The Raytheon survey also revealed areas where millennials jeopardize their online safety and privacy. From the 1,000 participants, 66 percent of young adults have connected to a public Wi-Fi network in the past month and 48 percent have used a storage device that wasn’t their own in the past three months.
Senior organizational sciences major at George Washington University Jared Benoff explained how the afterthought of Internet security has affected millennials. “As digital natives, no one told us about privacy or online security,” Benoff said. “We’re sort of the test generation and we’re learning the implications. Some people have learned this the hard way.”
Millennials have specifically had negative social cyber security experiences online, with online interactions in the forms of cyber-bullying.
Recall the story of Ryan Halligan that dates back to Oct. 7, 2003 when he tragically took his own life after being harassed and bullied online by his middle school classmates. Also remember the case of Tyler Clementi, an 18-year-old Rutgers University student who sadly committed suicide by falling to his death from the George Washington Bridge. Clementi experienced a severe form of cyber-bullying after his roommate and floor mate recorded his personal interactions with a male companion in his own dorm room, and encouraged their Twitter followers to join in on the intrusive viewing.
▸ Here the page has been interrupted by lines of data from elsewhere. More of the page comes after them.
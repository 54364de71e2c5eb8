use std::collections::HashSet;

use serde::Serialize;

use super::Parameter;
use crate::error::AppError;

/// Immutable descriptor of one component kind the remote tool can create.
#[derive(Debug, Clone, PartialEq, Serialize)]
pub struct ComponentDefinition {
    name: String,
    internal_name: String,
    category: String,
    subcategory: String,
    description: String,
    input_params: Vec<Parameter>,
    output_params: Vec<Parameter>,
    examples: Vec<String>,
}

impl ComponentDefinition {
    /// Start a definition. Finish with [`ComponentBuilder::build`], which checks
    /// every parameter invariant.
    pub fn builder(name: &str, internal_name: &str) -> ComponentBuilder {
        ComponentBuilder {
            name: name.to_string(),
            internal_name: internal_name.to_string(),
            category: String::new(),
            subcategory: String::new(),
            description: String::new(),
            input_params: Vec::new(),
            output_params: Vec::new(),
            examples: Vec::new(),
        }
    }

    pub fn name(&self) -> &str {
        &self.name
    }

    /// Registry key: the lowercased display name.
    pub fn key(&self) -> String {
        self.name.to_lowercase()
    }

    pub fn internal_name(&self) -> &str {
        &self.internal_name
    }

    pub fn category(&self) -> &str {
        &self.category
    }

    pub fn subcategory(&self) -> &str {
        &self.subcategory
    }

    pub fn description(&self) -> &str {
        &self.description
    }

    pub fn input_params(&self) -> &[Parameter] {
        &self.input_params
    }

    pub fn output_params(&self) -> &[Parameter] {
        &self.output_params
    }

    pub fn examples(&self) -> &[String] {
        &self.examples
    }
}

pub struct ComponentBuilder {
    name: String,
    internal_name: String,
    category: String,
    subcategory: String,
    description: String,
    input_params: Vec<Parameter>,
    output_params: Vec<Parameter>,
    examples: Vec<String>,
}

impl ComponentBuilder {
    pub fn category(mut self, category: &str, subcategory: &str) -> Self {
        self.category = category.to_string();
        self.subcategory = subcategory.to_string();
        self
    }

    pub fn description(mut self, description: &str) -> Self {
        self.description = description.to_string();
        self
    }

    pub fn input(mut self, param: Parameter) -> Self {
        self.input_params.push(param);
        self
    }

    pub fn output(mut self, param: Parameter) -> Self {
        self.output_params.push(param);
        self
    }

    pub fn example(mut self, example: &str) -> Self {
        self.examples.push(example.to_string());
        self
    }

    pub fn build(self) -> Result<ComponentDefinition, AppError> {
        let invalid = |message: String| AppError::Definition {
            component: self.name.clone(),
            message,
        };

        if self.name.trim().is_empty() {
            return Err(invalid("name must not be empty".into()));
        }
        for (list, params) in [("input", &self.input_params), ("output", &self.output_params)] {
            let mut seen = HashSet::new();
            for param in params {
                if !seen.insert(param.name()) {
                    return Err(invalid(format!("duplicate {list} parameter '{}'", param.name())));
                }
                param.check().map_err(invalid)?;
            }
        }
        for param in &self.output_params {
            if param.is_required() {
                return Err(invalid(format!("output parameter '{}' cannot be required", param.name())));
            }
        }

        Ok(ComponentDefinition {
            name: self.name,
            internal_name: self.internal_name,
            category: self.category,
            subcategory: self.subcategory,
            description: self.description,
            input_params: self.input_params,
            output_params: self.output_params,
            examples: self.examples,
        })
    }
}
Both of these heartbreaking stories reveal some of the loopholes and breaches in intrusion and security the online world can bring. Yet with both instances, the landscape of personal online protection has remained unchanged.
As these online protection questions are raised more and more, we have to begin to question the role we can play in preventing such instances from occurring and ending these negative trends.
Fortunately, the answer to what seems like an uphill battle and impossible feat may lie somewhere in the growing, yet often perceived as unattractive profession of cyber security.
But most millennials are uninformed about such opportunities and seem to think that the field of cyber security is too intimidating.
USA Today reports that the field of cyber security is expected to have a 22 percent increase in jobs by the year 2020. Yet even with this increase, this generation “isn’t very interested in filling cyber security jobs.”
The challenges our world faces with Internet security will not be alleviated any time soon if this generation does not begin to take these issues seriously and tackle them with innovation.
In such a changing interconnected world, we should have foresight and be ready to confront cyber security with just as much as much creativity as the next big app or social media site.